Collected data entries:
────────────────────

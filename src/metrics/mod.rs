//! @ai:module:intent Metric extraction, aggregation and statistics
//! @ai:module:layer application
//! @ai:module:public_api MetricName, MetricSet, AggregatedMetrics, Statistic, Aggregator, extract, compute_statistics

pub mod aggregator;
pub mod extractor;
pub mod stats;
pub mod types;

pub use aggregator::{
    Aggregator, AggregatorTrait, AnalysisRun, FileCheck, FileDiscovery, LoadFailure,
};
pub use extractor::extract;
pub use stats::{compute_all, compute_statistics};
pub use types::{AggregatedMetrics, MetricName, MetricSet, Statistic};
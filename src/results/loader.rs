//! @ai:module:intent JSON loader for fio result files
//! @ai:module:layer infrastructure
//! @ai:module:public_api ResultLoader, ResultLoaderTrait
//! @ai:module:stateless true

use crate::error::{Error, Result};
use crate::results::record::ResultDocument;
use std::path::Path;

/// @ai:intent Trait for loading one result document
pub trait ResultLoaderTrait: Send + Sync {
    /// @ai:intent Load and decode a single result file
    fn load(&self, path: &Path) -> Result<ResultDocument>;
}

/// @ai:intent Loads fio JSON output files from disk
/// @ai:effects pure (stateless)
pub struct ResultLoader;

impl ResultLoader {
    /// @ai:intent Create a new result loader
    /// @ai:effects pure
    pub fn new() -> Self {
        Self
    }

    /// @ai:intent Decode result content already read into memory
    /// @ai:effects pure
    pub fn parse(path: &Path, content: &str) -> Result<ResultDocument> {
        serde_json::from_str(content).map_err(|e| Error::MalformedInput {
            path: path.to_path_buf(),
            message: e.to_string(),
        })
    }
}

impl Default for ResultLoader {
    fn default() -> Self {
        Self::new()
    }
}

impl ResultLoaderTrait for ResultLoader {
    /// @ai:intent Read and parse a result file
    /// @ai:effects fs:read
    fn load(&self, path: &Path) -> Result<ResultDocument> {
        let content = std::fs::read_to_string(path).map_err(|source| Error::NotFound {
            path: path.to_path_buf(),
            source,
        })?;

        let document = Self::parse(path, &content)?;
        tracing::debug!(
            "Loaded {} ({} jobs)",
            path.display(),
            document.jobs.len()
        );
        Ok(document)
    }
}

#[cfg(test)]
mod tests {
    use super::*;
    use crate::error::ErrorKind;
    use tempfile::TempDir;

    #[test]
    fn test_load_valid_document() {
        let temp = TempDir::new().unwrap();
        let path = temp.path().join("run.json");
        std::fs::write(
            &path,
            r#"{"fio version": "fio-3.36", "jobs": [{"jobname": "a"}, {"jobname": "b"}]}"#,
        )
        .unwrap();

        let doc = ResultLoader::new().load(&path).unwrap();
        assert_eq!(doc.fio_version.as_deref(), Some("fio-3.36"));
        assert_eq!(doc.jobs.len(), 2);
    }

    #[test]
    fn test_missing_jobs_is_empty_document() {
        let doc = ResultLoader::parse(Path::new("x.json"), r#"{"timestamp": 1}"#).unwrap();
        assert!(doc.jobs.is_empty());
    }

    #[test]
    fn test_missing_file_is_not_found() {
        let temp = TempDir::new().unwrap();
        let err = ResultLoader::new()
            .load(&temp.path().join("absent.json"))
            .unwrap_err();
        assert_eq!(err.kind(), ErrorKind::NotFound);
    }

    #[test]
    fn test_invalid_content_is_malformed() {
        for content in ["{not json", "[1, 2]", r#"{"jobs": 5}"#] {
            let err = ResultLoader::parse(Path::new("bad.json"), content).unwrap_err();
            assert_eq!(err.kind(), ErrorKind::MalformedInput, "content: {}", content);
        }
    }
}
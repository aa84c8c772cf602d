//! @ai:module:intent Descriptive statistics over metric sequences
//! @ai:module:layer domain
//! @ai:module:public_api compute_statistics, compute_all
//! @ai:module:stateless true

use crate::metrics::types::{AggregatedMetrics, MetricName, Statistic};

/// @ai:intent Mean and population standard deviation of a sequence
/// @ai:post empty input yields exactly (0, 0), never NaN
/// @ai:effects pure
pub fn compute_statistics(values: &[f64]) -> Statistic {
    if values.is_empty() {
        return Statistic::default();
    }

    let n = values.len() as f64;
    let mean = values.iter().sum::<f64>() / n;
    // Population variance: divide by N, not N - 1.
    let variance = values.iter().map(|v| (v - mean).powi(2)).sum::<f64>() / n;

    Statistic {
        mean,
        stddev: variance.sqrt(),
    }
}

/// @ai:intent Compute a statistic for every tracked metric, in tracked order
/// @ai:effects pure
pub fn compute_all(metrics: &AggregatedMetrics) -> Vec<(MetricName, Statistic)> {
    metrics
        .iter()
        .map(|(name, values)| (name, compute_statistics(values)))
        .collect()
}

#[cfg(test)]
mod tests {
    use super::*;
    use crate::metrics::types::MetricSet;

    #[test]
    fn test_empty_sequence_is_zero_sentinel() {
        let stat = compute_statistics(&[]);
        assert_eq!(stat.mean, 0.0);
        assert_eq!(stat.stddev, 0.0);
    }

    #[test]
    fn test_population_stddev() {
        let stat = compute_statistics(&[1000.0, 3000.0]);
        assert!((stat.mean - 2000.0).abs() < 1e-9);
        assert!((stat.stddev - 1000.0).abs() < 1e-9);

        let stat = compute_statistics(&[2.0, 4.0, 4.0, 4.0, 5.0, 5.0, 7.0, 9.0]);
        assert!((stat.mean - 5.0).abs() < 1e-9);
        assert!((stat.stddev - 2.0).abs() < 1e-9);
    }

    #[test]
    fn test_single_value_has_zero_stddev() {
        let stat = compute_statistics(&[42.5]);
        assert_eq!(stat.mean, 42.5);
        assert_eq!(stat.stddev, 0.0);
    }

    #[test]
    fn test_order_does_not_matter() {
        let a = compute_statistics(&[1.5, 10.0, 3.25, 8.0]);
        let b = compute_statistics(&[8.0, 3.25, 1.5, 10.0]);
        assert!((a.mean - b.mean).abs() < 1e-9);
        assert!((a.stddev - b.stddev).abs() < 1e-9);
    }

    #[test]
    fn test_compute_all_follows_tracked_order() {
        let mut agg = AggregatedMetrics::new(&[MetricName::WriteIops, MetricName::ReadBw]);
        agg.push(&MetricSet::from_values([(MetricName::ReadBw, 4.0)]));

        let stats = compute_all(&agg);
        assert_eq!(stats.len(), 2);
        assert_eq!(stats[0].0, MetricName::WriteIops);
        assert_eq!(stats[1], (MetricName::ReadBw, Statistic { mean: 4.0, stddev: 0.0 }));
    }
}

────────────────────

**YOUR ASSIGNMENT**
Check each line of the records above for the string "ReadBw", and report every line that has it.

**EXERCISE RESPONSE**
        let mut agg = AggregatedMetrics::new(&[MetricName::WriteIops, MetricName::ReadBw]);
        agg.push(&MetricSet::from_values([(MetricName::ReadBw, 4.0)]));
        assert_eq!(stats[1], (MetricName::ReadBw, Statistic { mean: 4.0, stddev: 0.0 }));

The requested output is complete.